Saturday was wedding day, and we spent the morning setting out tablecloths and placing decorations. We drove back and forth across town, grabbing lunch and stopping by the house and heading to the church. We listened to that new Taylor Swift single way too many times. We spent a good hour in the church bathroom doing our hair and makeup (by which I mean my friends had to do my hair because I’m clueless with a curling iron).

Finally, we stood at the front of the sanctuary. We sang along with the band and grinned and cried and shouted the “da-da das” in “I’m Gonna Be (500 Miles)” from the back of the church after the recessional. We ate barbecue in the park, then we danced until we were drenched in sweat and ready to collapse into bed.

The next morning, Sam and I sat in a Starbucks and sipped coffee before church, joking about the chapter titles I’ll use in my yet-unwritten memoir. And after service, I grabbed lunch with friends before hitting the road. I think I made it halfway home before texting my friends and telling them I already missed them. And yet, I was also happy to be headed home.

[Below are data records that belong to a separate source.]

//! Wire-level adapter tests against wiremock servers.
//!
//! Request/response shapes follow the vendors' public API references.

use std::time::Duration;

use omega_air::{
    AirConfig, AirError, ClaudeAdapter, GenerationRequest, MistralAdapter, OpenAIAdapter,
    ProviderAdapter, ProviderConfig, ProviderId, Router, TokenUsage,
};
use omega_air::providers::AdapterTable;
use omega_air::registry::ModelRegistry;
use serde_json::{json, Value};
use std::sync::Arc;
use wiremock::matchers::{header, method, path};
use wiremock::{Mock, MockServer, ResponseTemplate};

fn chat_completion_response(model: &str) -> Value {
    json!({
        "id": "chatcmpl-123",
        "object": "chat.completion",
        "created": 1677652288,
        "model": model,
        "choices": [{
            "index": 0,
            "message": {"role": "assistant", "content": "Hello! How can I help you today?"},
            "finish_reason": "stop"
        }],
        "usage": {"prompt_tokens": 9, "completion_tokens": 12, "total_tokens": 21}
    })
}

fn messages_response() -> Value {
    json!({
        "id": "msg_01",
        "type": "message",
        "role": "assistant",
        "model": "claude-3-haiku-20240307",
        "content": [{"type": "text", "text": "Bonjour"}],
        "stop_reason": "end_turn",
        "usage": {"input_tokens": 14, "output_tokens": 4}
    })
}

async fn sent_body(server: &MockServer) -> Value {
    let requests = server.received_requests().await.unwrap_or_default();
    let last = requests.last().expect("no request received");
    serde_json::from_slice(&last.body).unwrap()
}

#[tokio::test]
async fn test_openai_chat_completion() {
    let server = MockServer::start().await;
    Mock::given(method("POST"))
        .and(path("/chat/completions"))
        .and(header("Authorization", "Bearer test-api-key"))
        .and(header("Content-Type", "application/json"))
        .respond_with(
            ResponseTemplate::new(200).set_body_json(chat_completion_response("gpt-4o-2024-08-06")),
        )
        .expect(1)
        .mount(&server)
        .await;

    let config = ProviderConfig::new(ProviderId::OpenAI, Some("test-api-key"))
        .with_base_url(server.uri());
    let adapter = OpenAIAdapter::from_config(&config).unwrap();
    let response = adapter
        .generate(&GenerationRequest::new("Hello").with_model("gpt-4o").with_temperature(0.2))
        .await
        .unwrap();

    assert_eq!(response.provider, ProviderId::OpenAI);
    assert_eq!(response.model, "gpt-4o-2024-08-06");
    assert_eq!(response.content, "Hello! How can I help you today?");
    assert_eq!(response.usage, TokenUsage::new(9, 12));

    let body = sent_body(&server).await;
    assert_eq!(body["model"], "gpt-4o");
    assert_eq!(body["max_tokens"], 1000);
    let messages = body["messages"].as_array().unwrap();
    assert_eq!(messages.len(), 1);
    assert_eq!(messages[0]["role"], "user");
}

#[tokio::test]
async fn test_openai_system_prompt_is_first_message() {
    let server = MockServer::start().await;
    Mock::given(method("POST"))
        .and(path("/chat/completions"))
        .respond_with(
            ResponseTemplate::new(200).set_body_json(chat_completion_response("gpt-4o-mini")),
        )
        .mount(&server)
        .await;

    let config = ProviderConfig::new(ProviderId::OpenAI, Some("k")).with_base_url(server.uri());
    OpenAIAdapter::from_config(&config)
        .unwrap()
        .generate(&GenerationRequest::new("Hello").with_system_prompt("You write ad copy."))
        .await
        .unwrap();

    let body = sent_body(&server).await;
    assert_eq!(body["model"], "gpt-4o-mini");
    assert_eq!(body["messages"][0]["role"], "system");
    assert_eq!(body["messages"][0]["content"], "You write ad copy.");
    assert_eq!(body["messages"][1]["role"], "user");
}

#[tokio::test]
async fn test_openai_error_status_is_request_failure() {
    let server = MockServer::start().await;
    Mock::given(method("POST"))
        .and(path("/chat/completions"))
        .respond_with(ResponseTemplate::new(429).set_body_json(json!({
            "error": {
                "message": "Rate limit reached for requests",
                "type": "requests",
                "param": null,
                "code": "rate_limit_exceeded"
            }
        })))
        .mount(&server)
        .await;

    let config = ProviderConfig::new(ProviderId::OpenAI, Some("k")).with_base_url(server.uri());
    let err = OpenAIAdapter::from_config(&config)
        .unwrap()
        .generate(&GenerationRequest::new("Hello"))
        .await
        .unwrap_err();

    match err {
        AirError::ProviderRequestFailed { provider, reason } => {
            assert_eq!(provider, ProviderId::OpenAI);
            assert!(reason.contains("429"), "{}", reason);
            assert!(reason.contains("Rate limit reached"), "{}", reason);
        }
        other => panic!("unexpected error: {:?}", other),
    }
}

#[tokio::test]
async fn test_claude_messages() {
    let server = MockServer::start().await;
    Mock::given(method("POST"))
        .and(path("/messages"))
        .and(header("x-api-key", "sk-ant-test"))
        .and(header("anthropic-version", "2023-06-01"))
        .respond_with(ResponseTemplate::new(200).set_body_json(messages_response()))
        .expect(1)
        .mount(&server)
        .await;

    let config = ProviderConfig::new(ProviderId::Claude, Some("sk-ant-test"))
        .with_base_url(server.uri());
    let adapter = ClaudeAdapter::from_config(&config).unwrap();
    let response = adapter
        .generate(
            &GenerationRequest::new("Translate: hello")
                .with_model("claude-3-haiku-20240307")
                .with_system_prompt("You are a translator."),
        )
        .await
        .unwrap();

    assert_eq!(response.provider, ProviderId::Claude);
    assert_eq!(response.content, "Bonjour");
    assert_eq!(response.usage.prompt_tokens, 14);
    assert_eq!(response.usage.completion_tokens, 4);
    assert_eq!(response.usage.total_tokens, 18);

    let body = sent_body(&server).await;
    assert_eq!(body["system"], "You are a translator.");
    assert_eq!(body["model"], "claude-3-haiku-20240307");
    assert_eq!(body["messages"].as_array().unwrap().len(), 1);
}

#[tokio::test]
async fn test_claude_omits_system_when_absent() {
    let server = MockServer::start().await;
    Mock::given(method("POST"))
        .and(path("/messages"))
        .respond_with(ResponseTemplate::new(200).set_body_json(messages_response()))
        .mount(&server)
        .await;

    let config = ProviderConfig::new(ProviderId::Claude, Some("k")).with_base_url(server.uri());
    ClaudeAdapter::from_config(&config)
        .unwrap()
        .generate(&GenerationRequest::new("Hi"))
        .await
        .unwrap();

    let body = sent_body(&server).await;
    assert!(body.get("system").is_none());
    assert_eq!(body["model"], "claude-3-5-sonnet-20241022");
}

#[tokio::test]
async fn test_claude_overloaded_is_request_failure() {
    let server = MockServer::start().await;
    Mock::given(method("POST"))
        .and(path("/messages"))
        .respond_with(ResponseTemplate::new(529).set_body_json(json!({
            "type": "error",
            "error": {"type": "overloaded_error", "message": "Overloaded"}
        })))
        .mount(&server)
        .await;

    let config = ProviderConfig::new(ProviderId::Claude, Some("k")).with_base_url(server.uri());
    let err = ClaudeAdapter::from_config(&config)
        .unwrap()
        .generate(&GenerationRequest::new("Hi"))
        .await
        .unwrap_err();

    assert!(err.is_attempt_failure());
    let message = err.to_string();
    assert!(message.contains("529"), "{}", message);
    assert!(message.contains("overloaded_error"), "{}", message);
}

#[tokio::test]
async fn test_claude_without_text_block_is_request_failure() {
    let server = MockServer::start().await;
    Mock::given(method("POST"))
        .and(path("/messages"))
        .respond_with(ResponseTemplate::new(200).set_body_json(json!({
            "id": "msg_02",
            "type": "message",
            "role": "assistant",
            "model": "claude-3-haiku-20240307",
            "content": [],
            "stop_reason": "end_turn",
            "usage": {"input_tokens": 14, "output_tokens": 0}
        })))
        .mount(&server)
        .await;

    let config = ProviderConfig::new(ProviderId::Claude, Some("k")).with_base_url(server.uri());
    let err = ClaudeAdapter::from_config(&config)
        .unwrap()
        .generate(&GenerationRequest::new("Hi"))
        .await
        .unwrap_err();

    assert_eq!(
        err,
        AirError::request_failed(ProviderId::Claude, "response contained no text content")
    );
}

#[tokio::test]
async fn test_mistral_uses_openai_wire_and_default_model() {
    let server = MockServer::start().await;
    Mock::given(method("POST"))
        .and(path("/chat/completions"))
        .and(header("Authorization", "Bearer mistral-key"))
        .respond_with(
            ResponseTemplate::new(200)
                .set_body_json(chat_completion_response("mistral-small-latest")),
        )
        .mount(&server)
        .await;

    let config = ProviderConfig::new(ProviderId::Mistral, Some("mistral-key"))
        .with_base_url(server.uri());
    let response = MistralAdapter::from_config(&config)
        .unwrap()
        .generate(&GenerationRequest::new("Hi").with_model("gpt-4o"))
        .await
        .unwrap();

    assert_eq!(response.provider, ProviderId::Mistral);
    assert_eq!(response.usage.total_tokens, 21);
    assert_eq!(sent_body(&server).await["model"], "mistral-small-latest");
}

#[tokio::test]
async fn test_attempt_deadline_is_request_failure() {
    let server = MockServer::start().await;
    Mock::given(method("POST"))
        .and(path("/chat/completions"))
        .respond_with(
            ResponseTemplate::new(200)
                .set_body_json(chat_completion_response("gpt-4o-mini"))
                .set_delay(Duration::from_secs(5)),
        )
        .mount(&server)
        .await;

    let config = ProviderConfig::new(ProviderId::OpenAI, Some("k"))
        .with_base_url(server.uri())
        .with_request_timeout(Duration::from_millis(200));
    let err = OpenAIAdapter::from_config(&config)
        .unwrap()
        .generate(&GenerationRequest::new("Hi"))
        .await
        .unwrap_err();

    assert!(err.is_attempt_failure());
    assert!(err.to_string().contains("timed out"), "{}", err);
}

#[tokio::test]
async fn test_router_falls_back_over_http() {
    let openai = MockServer::start().await;
    Mock::given(method("POST"))
        .and(path("/chat/completions"))
        .respond_with(ResponseTemplate::new(500).set_body_string("internal error"))
        .expect(2)
        .mount(&openai)
        .await;

    let claude = MockServer::start().await;
    Mock::given(method("POST"))
        .and(path("/messages"))
        .respond_with(ResponseTemplate::new(200).set_body_json(messages_response()))
        .expect(1)
        .mount(&claude)
        .await;

    let toml_str = format!(
        r#"
mode = "fallback"
providers = ["openai", "claude"]

[retry]
max_retries = 2
backoff_multiplier = 2.0
backoff_unit_ms = 5

[openai]
api_key = "sk-test"
base_url = "{}"

[claude]
api_key = "sk-ant-test"
base_url = "{}"
"#,
        openai.uri(),
        claude.uri()
    );
    let source = AirConfig::from_toml(&toml_str).unwrap().resolve_with(|_| None);
    let adapters = AdapterTable::from_source(&source).unwrap();
    let router = Router::new(&source, Arc::new(adapters), ModelRegistry::builtin());

    let response = router
        .route(&GenerationRequest::new("Hi").with_metadata("campaign", json!("spring")))
        .await
        .unwrap();

    assert_eq!(response.provider, ProviderId::Claude);
    assert_eq!(response.metadata["campaign"], "spring");
}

Because this is what it’s like to be 22 years old and restarting my life. Everything is brand new and interesting and exciting, and I know I’m in the right place. My life is a blank canvas, all the old, negative associations I had with previous places wiped clean. I’m doing the things I’ve always dreamed of doing, four years of hard work paying off almost exactly the way I’d imagined it. All my thoughts and sentences run together because I always have 100 things on my mind, almost all of them new and at least seemingly worth my attention.

And yet I can still feel all the old things that were my life just a few months ago, and they are still so real and close and a part of who I am now. The last few years still feel so big, even though when I look forward I realize they’re just a snapshot of whatever constitutes “the rest of my life.” I can’t escape the feeling of their largeness because they were so instrumental in bringing me to the new adventure I’m starting now. At 22, they are as much a part of me as anything.

So I’m doing my best to stand at this crossroad with my arms wide open. Because I have a future worth embracing, passions I finally have the chance to pursue to their fullest. But I also have a past that’s made me exactly who I am, the person who can do exactly what I’m doing now. And it is worth remembering. It is worth loving. It is worth holding onto.

This is my life for the time being. I’m learning to be OK with that.